* **PROBLEM TO WORK ON**
Go line by line through the entries below and copy those containing the string "UnixTime".

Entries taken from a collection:
####################
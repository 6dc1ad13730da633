//! rustls material for the QUIC transport: PEM loading, mutual-TLS server and
//! client configs, and a throwaway self-signed identity for development.

use std::{fs, path::Path, sync::Arc};

use anyhow::Context;
use rcgen::generate_simple_self_signed;
use rustls::{
    RootCertStore,
    client::danger::{HandshakeSignatureValid, ServerCertVerified, ServerCertVerifier},
    crypto::CryptoProvider,
    pki_types::{CertificateDer, PrivateKeyDer, PrivatePkcs8KeyDer, ServerName, UnixTime},
    server::WebPkiClientVerifier,
};

#[derive(Debug, Clone, Default)]
pub struct ServerTlsOptions {
    pub cert_file: String,
    pub key_file: String,
    /// CA bundle used to verify client certificates. Empty disables client auth.
    pub client_ca_file: String,
}

#[derive(Debug, Clone, Default)]
pub struct ClientTlsOptions {
    pub ca_file: String,
    pub cert_file: String,
    pub key_file: String,
    pub server_name: String,
    pub insecure_skip_verify: bool,
}

pub type Identity = (Vec<CertificateDer<'static>>, PrivateKeyDer<'static>);

fn provider() -> Arc<CryptoProvider> {
    Arc::new(rustls::crypto::ring::default_provider())
}

pub fn server_crypto_config(
    opts: &ServerTlsOptions,
    alpn: Vec<Vec<u8>>,
) -> anyhow::Result<rustls::ServerConfig> {
    let (certs, key) = load_or_generate_identity(&opts.cert_file, &opts.key_file)?;

    let builder = rustls::ServerConfig::builder_with_provider(provider())
        .with_protocol_versions(&[&rustls::version::TLS13])
        .context("tls: server protocol versions")?;

    let builder = if opts.client_ca_file.trim().is_empty() {
        builder.with_no_client_auth()
    } else {
        let roots = load_roots(Path::new(opts.client_ca_file.trim()))?;
        let verifier = WebPkiClientVerifier::builder_with_provider(Arc::new(roots), provider())
            .build()
            .context("tls: build client verifier")?;
        builder.with_client_cert_verifier(verifier)
    };

    let mut cfg = builder
        .with_single_cert(certs, key)
        .context("tls: server certificate")?;
    cfg.alpn_protocols = alpn;
    Ok(cfg)
}

pub fn client_crypto_config(
    opts: &ClientTlsOptions,
    alpn: Vec<Vec<u8>>,
) -> anyhow::Result<rustls::ClientConfig> {
    let builder = rustls::ClientConfig::builder_with_provider(provider())
        .with_protocol_versions(&[&rustls::version::TLS13])
        .context("tls: client protocol versions")?;

    let builder = if opts.insecure_skip_verify {
        builder
            .dangerous()
            .with_custom_certificate_verifier(SkipServerVerification::new())
    } else {
        if opts.ca_file.trim().is_empty() {
            anyhow::bail!("tls: a CA file is required unless insecure_skip_verify is set");
        }
        builder.with_root_certificates(load_roots(Path::new(opts.ca_file.trim()))?)
    };

    let cert_file = opts.cert_file.trim();
    let key_file = opts.key_file.trim();
    let mut cfg = match (cert_file.is_empty(), key_file.is_empty()) {
        (true, true) => builder.with_no_client_auth(),
        (false, false) => {
            let certs = load_certs(Path::new(cert_file))?;
            let key = load_key(Path::new(key_file))?;
            builder
                .with_client_auth_cert(certs, key)
                .context("tls: client certificate")?
        }
        _ => anyhow::bail!("tls: client identity requires both cert_file and cert_key"),
    };
    cfg.alpn_protocols = alpn;
    Ok(cfg)
}

/// Load the configured identity, or mint a self-signed `localhost` one when
/// neither file is set.
pub fn load_or_generate_identity(cert_file: &str, key_file: &str) -> anyhow::Result<Identity> {
    let cert_file = cert_file.trim();
    let key_file = key_file.trim();

    if !cert_file.is_empty() || !key_file.is_empty() {
        if cert_file.is_empty() || key_file.is_empty() {
            anyhow::bail!("tls: requires both cert_file and cert_key (or neither to auto-generate)");
        }
        let certs = load_certs(Path::new(cert_file))?;
        let key = load_key(Path::new(key_file))?;
        return Ok((certs, key));
    }

    tracing::warn!("tls: no certificate configured; using a generated self-signed certificate");
    generate_self_signed(&["localhost"])
}

pub fn generate_self_signed(names: &[&str]) -> anyhow::Result<Identity> {
    let names = names.iter().map(|n| n.to_string()).collect::<Vec<_>>();
    let rcgen::CertifiedKey { cert, signing_key } =
        generate_simple_self_signed(names).context("tls: generate self-signed certificate")?;
    let cert_der = cert.der().clone();
    let key_der = PrivateKeyDer::from(PrivatePkcs8KeyDer::from(signing_key.serialize_der()));
    Ok((vec![cert_der], key_der))
}

pub fn load_certs(path: &Path) -> anyhow::Result<Vec<CertificateDer<'static>>> {
    let data = fs::read(path).with_context(|| format!("tls: read {}", path.display()))?;
    let mut rd = std::io::Cursor::new(&data);
    let certs = rustls_pemfile::certs(&mut rd)
        .collect::<Result<Vec<_>, _>>()
        .with_context(|| format!("tls: parse certificates in {}", path.display()))?;
    if certs.is_empty() {
        anyhow::bail!("tls: no certificates found in {}", path.display());
    }
    Ok(certs)
}

pub fn load_key(path: &Path) -> anyhow::Result<PrivateKeyDer<'static>> {
    let data = fs::read(path).with_context(|| format!("tls: read {}", path.display()))?;
    let mut rd = std::io::Cursor::new(&data);
    let key = rustls_pemfile::private_key(&mut rd)
        .with_context(|| format!("tls: parse private key in {}", path.display()))?;
    let Some(k) = key else {
        anyhow::bail!("tls: no private key found in {}", path.display());
    };
    Ok(k)
}

pub fn load_roots(path: &Path) -> anyhow::Result<RootCertStore> {
    let mut roots = RootCertStore::empty();
    for cert in load_certs(path)? {
        roots
            .add(cert)
            .with_context(|| format!("tls: add CA certificate from {}", path.display()))?;
    }
    Ok(roots)
}

/// Certificate verifier that accepts any server certificate.
///
/// NOTE: vulnerable to MITM. Intended for local dev / testing only.
#[derive(Debug)]
struct SkipServerVerification(Arc<CryptoProvider>);

impl SkipServerVerification {
    fn new() -> Arc<Self> {
        Arc::new(Self(provider()))
    }
}

impl ServerCertVerifier for SkipServerVerification {
    fn verify_server_cert(
        &self,
        _end_entity: &CertificateDer<'_>,
        _intermediates: &[CertificateDer<'_>],
        _server_name: &ServerName<'_>,
        _ocsp_response: &[u8],
        _now: UnixTime,
    ) -> Result<ServerCertVerified, rustls::Error> {
        Ok(ServerCertVerified::assertion())
    }

    fn verify_tls12_signature(
        &self,
        message: &[u8],
        cert: &CertificateDer<'_>,
        dss: &rustls::DigitallySignedStruct,
    ) -> Result<HandshakeSignatureValid, rustls::Error> {
        rustls::crypto::verify_tls12_signature(
            message,
            cert,
            dss,
            &self.0.signature_verification_algorithms,
        )
    }

    fn verify_tls13_signature(
        &self,
        message: &[u8],
        cert: &CertificateDer<'_>,
        dss: &rustls::DigitallySignedStruct,
    ) -> Result<HandshakeSignatureValid, rustls::Error> {
        rustls::crypto::verify_tls13_signature(
            message,
            cert,
            dss,
            &self.0.signature_verification_algorithms,
        )
    }

    fn supported_verify_schemes(&self) -> Vec<rustls::SignatureScheme> {
        self.0.signature_verification_algorithms.supported_schemes()
    }
}

#[cfg(test)]
pub(crate) mod tests {
    use std::path::PathBuf;

    use super::*;

    pub(crate) fn temp_dir(name: &str) -> PathBuf {
        let mut p = std::env::temp_dir();
        let now = std::time::SystemTime::now()
            .duration_since(std::time::UNIX_EPOCH)
            .unwrap_or_default()
            .as_nanos();
        p.push(format!("qtunnel_test_{name}_{}_{}", std::process::id(), now));
        std::fs::create_dir_all(&p).expect("mkdir");
        p
    }

    /// Writes a self-signed cert/key pair for `names` and returns their paths.
    pub(crate) fn write_self_signed(dir: &Path, stem: &str, names: &[&str]) -> (String, String) {
        let names = names.iter().map(|n| n.to_string()).collect::<Vec<_>>();
        let rcgen::CertifiedKey { cert, signing_key } =
            generate_simple_self_signed(names).expect("rcgen");
        let cert_path = dir.join(format!("{stem}.crt"));
        let key_path = dir.join(format!("{stem}.key"));
        std::fs::write(&cert_path, cert.pem()).expect("write cert");
        std::fs::write(&key_path, signing_key.serialize_pem()).expect("write key");
        (
            cert_path.display().to_string(),
            key_path.display().to_string(),
        )
    }

    #[test]
    fn loads_pem_identity_and_roots() {
        let dir = temp_dir("tls_load");
        let (cert, key) = write_self_signed(&dir, "server", &["localhost"]);

        let (certs, _key) = load_or_generate_identity(&cert, &key).expect("identity");
        assert_eq!(certs.len(), 1);
        let roots = load_roots(Path::new(&cert)).expect("roots");
        assert_eq!(roots.len(), 1);

        let _ = std::fs::remove_dir_all(&dir);
    }

    #[test]
    fn half_configured_identity_is_rejected() {
        let dir = temp_dir("tls_half");
        let (cert, _key) = write_self_signed(&dir, "server", &["localhost"]);

        let err = load_or_generate_identity(&cert, "").unwrap_err();
        assert!(err.to_string().contains("both"));

        let _ = std::fs::remove_dir_all(&dir);
    }

    #[test]
    fn key_file_without_key_is_rejected() {
        let dir = temp_dir("tls_nokey");
        let (cert, _key) = write_self_signed(&dir, "server", &["localhost"]);

        let err = load_key(Path::new(&cert)).unwrap_err();
        assert!(err.to_string().contains("no private key"));

        let _ = std::fs::remove_dir_all(&dir);
    }

    #[test]
    fn builds_mutual_tls_configs() {
        let dir = temp_dir("tls_mtls");
        let (srv_cert, srv_key) = write_self_signed(&dir, "server", &["localhost"]);
        let (cli_cert, cli_key) = write_self_signed(&dir, "client", &["client"]);

        let server = server_crypto_config(
            &ServerTlsOptions {
                cert_file: srv_cert.clone(),
                key_file: srv_key,
                client_ca_file: cli_cert.clone(),
            },
            vec![b"qtunnel".to_vec()],
        )
        .expect("server config");
        assert_eq!(server.alpn_protocols, vec![b"qtunnel".to_vec()]);

        client_crypto_config(
            &ClientTlsOptions {
                ca_file: srv_cert,
                cert_file: cli_cert,
                key_file: cli_key,
                server_name: "localhost".into(),
                insecure_skip_verify: false,
            },
            vec![b"qtunnel".to_vec()],
        )
        .expect("client config");

        let _ = std::fs::remove_dir_all(&dir);
    }

    #[test]
    fn client_without_ca_requires_insecure_flag() {
        let opts = ClientTlsOptions::default();
        assert!(client_crypto_config(&opts, vec![]).is_err());

        let opts = ClientTlsOptions {
            insecure_skip_verify: true,
            ..Default::default()
        };
        assert!(client_crypto_config(&opts, vec![]).is_ok());
    }
}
####################
* **RESULT BELOW**
    pki_types::{CertificateDer, PrivateKeyDer, PrivatePkcs8KeyDer, ServerName, UnixTime},
        _now: UnixTime,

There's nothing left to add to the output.